■ **Assignment**:
Could you write out the opening lines of the data, word for word, stopping after the line that contains "blocked the request"?

■ **Stored data entries**:
use std::time::Duration;

use reqwest::{Client, StatusCode};
use serde::{Deserialize, Serialize};
use thiserror::Error;

const GEMINI_API_URL: &str = "https://generativelanguage.googleapis.com";
const TEXT_MODEL: &str = "gemini-3-flash-preview";
const IMAGE_MODEL: &str = "gemini-3-pro-image-preview";

// Image generation can take tens of seconds; this bounds the worst case.
const REQUEST_TIMEOUT: Duration = Duration::from_secs(30);

#[derive(Debug, Error)]
pub enum GeminiError {
    #[error(transparent)]
    Http(#[from] reqwest::Error),

    #[error("gemini returned status {status}: {body}")]
    Api { status: StatusCode, body: String },

    #[error("gemini blocked the request on safety grounds")]
    SafetyBlocked,

    #[error("gemini response contained no usable content")]
    Empty,
}

/// Client for the generative model service. Constructed once at startup and
/// injected into the components that need it; absence of a key means the
/// owning component runs in fallback mode instead.
#[derive(Clone)]
pub struct GeminiClient {
    http: Client,
    api_key: String,
    base_url: String,
}

impl GeminiClient {
    pub fn new(api_key: String) -> Self {
        Self {
            http: Client::new(),
            api_key,
            base_url: GEMINI_API_URL.to_string(),
        }
    }

    /// Point the client at a different host. Used by tests to stand in a
    /// fake upstream.
    pub fn with_base_url(mut self, base_url: impl Into<String>) -> Self {
        self.base_url = base_url.into();
        self
    }

    /// Single-shot text generation against the flash model.
    pub async fn generate_text(&self, prompt: &str, temperature: f32) -> Result<String, GeminiError> {
        let request = GenerateContentRequest {
            contents: vec![RequestContent::from_text(prompt)],
            system_instruction: None,
            generation_config: Some(GenerationConfig {
                temperature: Some(temperature),
                response_modalities: None,
            }),
            safety_settings: None,
        };

        let response = self.generate(TEXT_MODEL, &request).await?;
        let candidate = response.candidates.into_iter().next().ok_or(GeminiError::Empty)?;
        candidate
            .into_parts()
            .into_iter()
            .filter(|part| !part.thought)
            .find_map(|part| part.text)
            .ok_or(GeminiError::Empty)
    }

    /// Image generation against the image model. The dangerous-content
    /// threshold is pinned to the strictest level; this is a kids' product.
    pub async fn generate_image(
        &self,
        prompt: &str,
        system_instruction: &str,
    ) -> Result<ImageCandidate, GeminiError> {
        let request = GenerateContentRequest {
            contents: vec![RequestContent::from_text(prompt)],
            system_instruction: Some(RequestContent::from_text(system_instruction)),
            generation_config: Some(GenerationConfig {
                temperature: None,
                response_modalities: Some(vec!["TEXT".to_string(), "IMAGE".to_string()]),
            }),
            safety_settings: Some(vec![SafetySetting {
                category: "HARM_CATEGORY_DANGEROUS_CONTENT".to_string(),
                threshold: "BLOCK_LOW_AND_ABOVE".to_string(),
            }]),
        };

        let response = self.generate(IMAGE_MODEL, &request).await?;
        let candidate = match response.candidates.into_iter().next() {
            Some(c) if c.finish_reason.as_deref() != Some("SAFETY") => c,
            _ => return Err(GeminiError::SafetyBlocked),
        };

        let mut result = ImageCandidate { title: None, image: None };
        for part in candidate.into_parts() {
            // Skip internal reasoning parts; they aren't user-facing output.
            if part.thought {
                continue;
            }
            if let Some(text) = part.text {
                result.title = Some(text.trim().to_string());
            }
            if let Some(inline) = part.inline_data {
                result.image = Some(InlineImage {
                    mime_type: inline.mime_type,
                    data: inline.data,
                });
            }
        }
        Ok(result)
    }

    async fn generate(
        &self,
        model: &str,
        request: &GenerateContentRequest,
    ) -> Result<GenerateContentResponse, GeminiError> {
        let url = format!("{}/v1beta/models/{}:generateContent", self.base_url, model);
        let response = self
            .http
            .post(&url)
            .timeout(REQUEST_TIMEOUT)
            .header("x-goog-api-key", &self.api_key)
            .json(request)
            .send()
            .await?;

        if !response.status().is_success() {
            let status = response.status();
            let body = response.text().await.unwrap_or_default();
            return Err(GeminiError::Api { status, body });
        }

        Ok(response.json().await?)
    }
}

/// Text and inline image extracted from the first candidate.
#[derive(Debug)]
pub struct ImageCandidate {
    pub title: Option<String>,
    pub image: Option<InlineImage>,
}

#[derive(Debug)]
pub struct InlineImage {
    pub mime_type: String,
    pub data: String,
}

#[derive(Serialize)]
#[serde(rename_all = "camelCase")]
struct GenerateContentRequest {
    contents: Vec<RequestContent>,
    #[serde(skip_serializing_if = "Option::is_none")]
    system_instruction: Option<RequestContent>,
    #[serde(skip_serializing_if = "Option::is_none")]
    generation_config: Option<GenerationConfig>,
    #[serde(skip_serializing_if = "Option::is_none")]
    safety_settings: Option<Vec<SafetySetting>>,
}

#[derive(Serialize)]
struct RequestContent {
    parts: Vec<RequestPart>,
}

impl RequestContent {
    fn from_text(text: &str) -> Self {
        Self {
            parts: vec![RequestPart { text: text.to_string() }],
        }
    }
}

#[derive(Serialize)]
struct RequestPart {
    text: String,
}

#[derive(Serialize)]
#[serde(rename_all = "camelCase")]
struct GenerationConfig {
    #[serde(skip_serializing_if = "Option::is_none")]
    temperature: Option<f32>,
    #[serde(skip_serializing_if = "Option::is_none")]
    response_modalities: Option<Vec<String>>,
}

#[derive(Serialize)]
struct SafetySetting {
    category: String,
    threshold: String,
}

#[derive(Debug, Deserialize)]
struct GenerateContentResponse {
    #[serde(default)]
    candidates: Vec<Candidate>,
}

#[derive(Debug, Deserialize)]
#[serde(rename_all = "camelCase")]
struct Candidate {
    content: Option<CandidateContent>,
    finish_reason: Option<String>,
}

impl Candidate {
    fn into_parts(self) -> Vec<CandidatePart> {
        self.content.map(|c| c.parts).unwrap_or_default()
    }
}

#[derive(Debug, Deserialize)]
struct CandidateContent {
    #[serde(default)]
    parts: Vec<CandidatePart>,
}

#[derive(Debug, Deserialize)]
#[serde(rename_all = "camelCase")]
struct CandidatePart {
    text: Option<String>,
    inline_data: Option<InlineData>,
    #[serde(default)]
    thought: bool,
}

#[derive(Debug, Deserialize)]
#[serde(rename_all = "camelCase")]
struct InlineData {
    mime_type: String,
    data: String,
}
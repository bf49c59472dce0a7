use dotenvy::dotenv;
use once_cell::sync::Lazy;
use std::env;

pub static CONFIG: Lazy<Config> = Lazy::new(|| {
    dotenv().ok(); // Load .env file if present
    Config {
        gemini_api_key: get_env_optional("GEMINI_API_KEY"),
        unsplash_access_key: get_env_optional("UNSPLASH_ACCESS_KEY"),
        port: get_env_or_default("PORT", "5000").parse().unwrap_or(5000),
    }
});

pub struct Config {
    pub gemini_api_key: Option<String>,
    pub unsplash_access_key: Option<String>,
    pub port: u16,
}

impl Config {
    /// Warn at startup about credentials that put the service in degraded mode.
    pub fn warn_missing(&self) {
        if self.gemini_api_key.is_none() {
            log::warn!("GEMINI_API_KEY not set, summarization and generation run in fallback mode");
        }
        if self.unsplash_access_key.is_none() {
            log::warn!("UNSPLASH_ACCESS_KEY not set, photo search will return no results");
        }
    }
}

fn get_env_optional(key: &str) -> Option<String> {
    env::var(key).ok().filter(|v| !v.trim().is_empty())
}

fn get_env_or_default(key: &str, default: &str) -> String {
    env::var(key).unwrap_or_else(|_| default.to_string())
}
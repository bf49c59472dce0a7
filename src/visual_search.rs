use crate::summarizer::QuerySummarizer;
use crate::unsplash::{PhotoResult, UnsplashClient};

/// The smart search pipeline: distill the raw query into keywords, then
/// fetch photos for them. Both steps degrade instead of failing, so the
/// worst outcome is an empty result list.
pub struct VisualSearch {
    summarizer: QuerySummarizer,
    unsplash: UnsplashClient,
}

impl VisualSearch {
    pub fn new(summarizer: QuerySummarizer, unsplash: UnsplashClient) -> Self {
        Self { summarizer, unsplash }
    }

    pub async fn search(&self, raw_query: &str) -> Vec<PhotoResult> {
        let keywords = self.summarizer.summarize(raw_query).await;
        log::info!("smart search: '{raw_query}' -> keywords: '{keywords}'");
        self.unsplash.search(&keywords).await
    }
}
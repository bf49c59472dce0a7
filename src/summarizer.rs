use crate::gemini::{GeminiClient, GeminiError};

// Downstream photo search errors on empty terms, so empty input maps to a
// safe keyword instead of reaching the pipeline.
const DEFAULT_KEYWORD: &str = "happy";

// Low randomness biases the model toward terse, deterministic keywords.
const SUMMARIZE_TEMPERATURE: f32 = 0.3;

/// Distills a free-text query into 1-2 keywords suitable for an image
/// search. Summarization is advisory: every failure falls back to the
/// original query, never an error.
pub struct QuerySummarizer {
    gemini: Option<GeminiClient>,
}

impl QuerySummarizer {
    pub fn new(gemini: Option<GeminiClient>) -> Self {
        Self { gemini }
    }

    pub async fn summarize(&self, query: &str) -> String {
        let query = query.trim();
        if query.is_empty() {
            return DEFAULT_KEYWORD.to_string();
        }

        let Some(gemini) = &self.gemini else {
            return query.to_string();
        };

        match try_summarize(gemini, query).await {
            Ok(keywords) if !keywords.is_empty() => keywords,
            Ok(_) => query.to_string(),
            Err(e) => {
                log::error!("query summarization error: {e}");
                query.to_string()
            }
        }
    }
}

async fn try_summarize(gemini: &GeminiClient, query: &str) -> Result<String, GeminiError> {
    let prompt = format!("Summarize this into 1 or 2 simple nouns for an image search: '{query}'");
    let raw = gemini.generate_text(&prompt, SUMMARIZE_TEMPERATURE).await?;
    Ok(clean_keywords(&raw))
}

fn clean_keywords(raw: &str) -> String {
    let lowered = raw.trim().to_lowercase();
    lowered.trim_end_matches('.').trim_end().to_string()
}
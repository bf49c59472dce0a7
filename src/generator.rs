use nanoid::nanoid;
use serde::Serialize;

use crate::gemini::{GeminiClient, GeminiError};

const SAFETY_BLOCKLIST: [&str; 15] = [
    "gun", "weapon", "knife", "sword", "blood", "gore", "violence", "kill", "death", "war",
    "bomb", "scary", "fight", "monster", "18+",
];

const RESTRICTED_REPLACEMENT: &str = "a cute fluffy golden retriever puppy";

const SYSTEM_INSTRUCTION: &str = "You are Mochi, a professional AI photography assistant for kids. \
Generate high-fidelity, photorealistic, and joyful images. \
SAFETY: STRICTLY PROHIBITED: Weapons, violence, blood, or gore. \
KIDS MODE: Always provide a sophisticated 3-word simple title.";

const FALLBACK_IMAGE_URL: &str =
    "https://images.unsplash.com/photo-1583511655857-d19b40a7a54e?w=1024&q=80";

/// Wire shape the front-end renders for generated content.
#[derive(Debug, Clone, Serialize)]
pub struct GeneratedImage {
    pub id: String,
    pub title: String,
    #[serde(rename = "imageUrl")]
    pub image_url: String,
    #[serde(rename = "type")]
    pub kind: String,
    pub description: String,
}

/// AI image generation with a hardcoded blocklist in front of the model's
/// own safety filters. Every failure degrades to the static puppy payload;
/// the client never sees an upstream error.
pub struct ImageGenerator {
    gemini: Option<GeminiClient>,
}

impl ImageGenerator {
    pub fn new(gemini: Option<GeminiClient>) -> Self {
        Self { gemini }
    }

    pub async fn generate(&self, query: &str) -> GeneratedImage {
        let Some(gemini) = &self.gemini else {
            return puppy_fallback(false);
        };

        let restricted = is_restricted(query);
        let effective_query = if restricted { RESTRICTED_REPLACEMENT } else { query };
        let prompt =
            format!("A high-resolution, photorealistic HD cinematic photo of: {effective_query}.");

        match gemini.generate_image(&prompt, SYSTEM_INSTRUCTION).await {
            Ok(candidate) => {
                let Some(image) = candidate.image else {
                    return puppy_fallback(false);
                };
                let title = if restricted {
                    "A Friendly Friend!".to_string()
                } else {
                    candidate
                        .title
                        .filter(|t| !t.is_empty())
                        .unwrap_or_else(|| format!("Mochi's {query}"))
                };
                GeneratedImage {
                    id: nanoid!(),
                    title,
                    image_url: format!("data:{};base64,{}", image.mime_type, image.data),
                    kind: "image".to_string(),
                    description: "Mochi painted this for you!".to_string(),
                }
            }
            Err(GeminiError::SafetyBlocked) => {
                log::warn!("gemini safety block triggered");
                puppy_fallback(true)
            }
            Err(e) => {
                log::error!("gemini image generation error: {e}");
                puppy_fallback(false)
            }
        }
    }
}

fn is_restricted(query: &str) -> bool {
    let normalized = query.to_lowercase();
    SAFETY_BLOCKLIST.iter().any(|word| normalized.contains(word))
}

fn puppy_fallback(restricted: bool) -> GeneratedImage {
    let title = if restricted { "Friendly Puppy Friend!" } else { "Mochi's Happy Puppy" };
    GeneratedImage {
        id: format!("static-{}", nanoid!()),
        title: title.to_string(),
        image_url: FALLBACK_IMAGE_URL.to_string(),
        kind: "image".to_string(),
        description: "Mochi is taking a quick nap. Here is a puppy friend!".to_string(),
    }
}
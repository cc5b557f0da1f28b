use chrono::{DateTime, Utc};
use serde::{Deserialize, Serialize};

use super::timestamp;

#[derive(Debug, Clone, Copy, PartialEq, Eq, Serialize, Deserialize)]
#[serde(rename_all = "lowercase")]
pub enum InvitationStatus {
    Pending,
    Accepted,
    Declined,
}

impl InvitationStatus {
    pub fn as_str(&self) -> &'static str {
        match self {
            InvitationStatus::Pending => "pending",
            InvitationStatus::Accepted => "accepted",
            InvitationStatus::Declined => "declined",
        }
    }
}

#[derive(Debug, Clone, Serialize, Deserialize)]
#[serde(rename_all = "camelCase")]
pub struct Invitation {
    pub id: String,
    pub match_id: String,
    pub invited_by: String,
    pub invited_by_name: String,
    pub invited_player_id: String,
    pub invited_player_name: String,
    pub status: InvitationStatus,
    #[serde(with = "timestamp")]
    pub created_at: DateTime<Utc>,
    #[serde(
        default,
        with = "timestamp::option",
        skip_serializing_if = "Option::is_none"
    )]
    pub responded_at: Option<DateTime<Utc>>,
}

#[derive(Debug, Clone, Deserialize)]
#[serde(rename_all = "camelCase")]
pub struct SendInvitationRequest {
    pub player_id: String,
}
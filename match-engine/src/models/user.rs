use chrono::{DateTime, Utc};
use serde::{Deserialize, Serialize};

use super::timestamp;
use super::{GenderPreference, SkillLevel};

/// Shown for players nobody has rated yet.
pub const DEFAULT_RATING: f64 = 4.0;

#[derive(Debug, Clone, Copy, PartialEq, Eq, Serialize, Deserialize, Default)]
#[serde(rename_all = "lowercase")]
pub enum Role {
    #[default]
    User,
    Admin,
}

impl Role {
    pub fn as_str(&self) -> &'static str {
        match self {
            Role::User => "user",
            Role::Admin => "admin",
        }
    }
}

#[derive(Debug, Clone, Copy, PartialEq, Eq, Serialize, Deserialize)]
#[serde(rename_all = "lowercase")]
pub enum Gender {
    Male,
    Female,
}

#[derive(Debug, Clone, Serialize, Deserialize)]
#[serde(rename_all = "camelCase")]
pub struct UserProfile {
    pub id: String,
    #[serde(default)]
    pub email: String,
    #[serde(default)]
    pub display_name: String,
    #[serde(default)]
    pub role: Role,
    #[serde(default)]
    pub skill_level: Option<String>,
    #[serde(default)]
    pub city: Option<String>,
    #[serde(default)]
    pub available_times: Vec<String>,
    #[serde(default)]
    pub gender: Option<Gender>,
    #[serde(default)]
    pub gender_preference: Option<GenderPreference>,
    #[serde(default)]
    pub whatsapp: Option<String>,
    #[serde(default)]
    pub rating: Option<f64>,
    #[serde(default)]
    pub rating_count: u32,
    #[serde(with = "timestamp")]
    pub created_at: DateTime<Utc>,
    #[serde(
        default,
        with = "timestamp::option",
        skip_serializing_if = "Option::is_none"
    )]
    pub updated_at: Option<DateTime<Utc>>,
}

impl UserProfile {
    pub fn new(id: &str, email: &str, display_name: &str, now: DateTime<Utc>) -> Self {
        Self {
            id: id.to_string(),
            email: email.to_string(),
            display_name: display_name.to_string(),
            role: Role::User,
            skill_level: None,
            city: None,
            available_times: Vec::new(),
            gender: None,
            gender_preference: None,
            whatsapp: None,
            rating: None,
            rating_count: 0,
            created_at: now,
            updated_at: None,
        }
    }

    /// Skill level stored as free text; only the three ladder values count.
    pub fn skill(&self) -> Option<SkillLevel> {
        match self.skill_level.as_deref()? {
            "beginner" => Some(SkillLevel::Beginner),
            "intermediate" => Some(SkillLevel::Intermediate),
            "advanced" => Some(SkillLevel::Advanced),
            _ => None,
        }
    }

    pub fn is_discoverable(&self) -> bool {
        !self.display_name.trim().is_empty()
            && self
                .city
                .as_deref()
                .map(|c| !c.trim().is_empty())
                .unwrap_or(false)
            && self.skill().is_some()
    }
}

/// Public directory entry.
#[derive(Debug, Clone, Serialize)]
#[serde(rename_all = "camelCase")]
pub struct PlayerCard {
    pub id: String,
    pub display_name: String,
    pub skill_level: Option<SkillLevel>,
    pub city: Option<String>,
    pub gender: Option<Gender>,
    pub gender_preference: Option<GenderPreference>,
    pub available_times: Vec<String>,
    pub rating: f64,
    pub rating_count: u32,
}

impl From<UserProfile> for PlayerCard {
    fn from(p: UserProfile) -> Self {
        Self {
            skill_level: p.skill(),
            id: p.id,
            display_name: p.display_name,
            city: p.city,
            gender: p.gender,
            gender_preference: p.gender_preference,
            available_times: p.available_times,
            rating: p.rating.unwrap_or(DEFAULT_RATING),
            rating_count: p.rating_count,
        }
    }
}

#[derive(Debug, Clone, Default, Deserialize)]
#[serde(rename_all = "camelCase")]
pub struct ProfileUpdate {
    pub display_name: Option<String>,
    pub skill_level: Option<String>,
    pub city: Option<String>,
    pub available_times: Option<Vec<String>>,
    pub gender: Option<Gender>,
    pub gender_preference: Option<GenderPreference>,
    pub whatsapp: Option<String>,
}

/// Discovery type filter.
#[derive(Debug, Clone, Copy, PartialEq, Eq, Deserialize)]
#[serde(rename_all = "lowercase")]
pub enum PlayerType {
    Male,
    Female,
    Mixed,
}

#[derive(Debug, Clone, Default, Deserialize)]
#[serde(rename_all = "camelCase")]
pub struct DiscoveryFilters {
    pub skill_level: Option<SkillLevel>,
    pub name: Option<String>,
    #[serde(rename = "type")]
    pub player_type: Option<PlayerType>,
}

impl DiscoveryFilters {
    pub fn accepts(&self, p: &UserProfile) -> bool {
        if let Some(skill) = self.skill_level.filter(|s| *s != SkillLevel::Any) {
            if p.skill() != Some(skill) {
                return false;
            }
        }
        if let Some(name) = self.name.as_deref().map(str::trim).filter(|n| !n.is_empty()) {
            if !p
                .display_name
                .to_lowercase()
                .contains(&name.to_lowercase())
            {
                return false;
            }
        }
        match self.player_type {
            Some(PlayerType::Male) => p.gender == Some(Gender::Male),
            Some(PlayerType::Female) => p.gender == Some(Gender::Female),
            Some(PlayerType::Mixed) => matches!(
                p.gender_preference,
                Some(GenderPreference::Mixed) | Some(GenderPreference::Any)
            ),
            None => true,
        }
    }
}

■ **Output of the task**:
use std::time::Duration;

use reqwest::{Client, StatusCode};
use serde::{Deserialize, Serialize};
use thiserror::Error;

const GEMINI_API_URL: &str = "https://generativelanguage.googleapis.com";
const TEXT_MODEL: &str = "gemini-3-flash-preview";
const IMAGE_MODEL: &str = "gemini-3-pro-image-preview";

// Image generation can take tens of seconds; this bounds the worst case.
const REQUEST_TIMEOUT: Duration = Duration::from_secs(30);

#[derive(Debug, Error)]
pub enum GeminiError {
    #[error(transparent)]
    Http(#[from] reqwest::Error),

    #[error("gemini returned status {status}: {body}")]
    Api { status: StatusCode, body: String },

    #[error("gemini blocked the request on safety grounds")]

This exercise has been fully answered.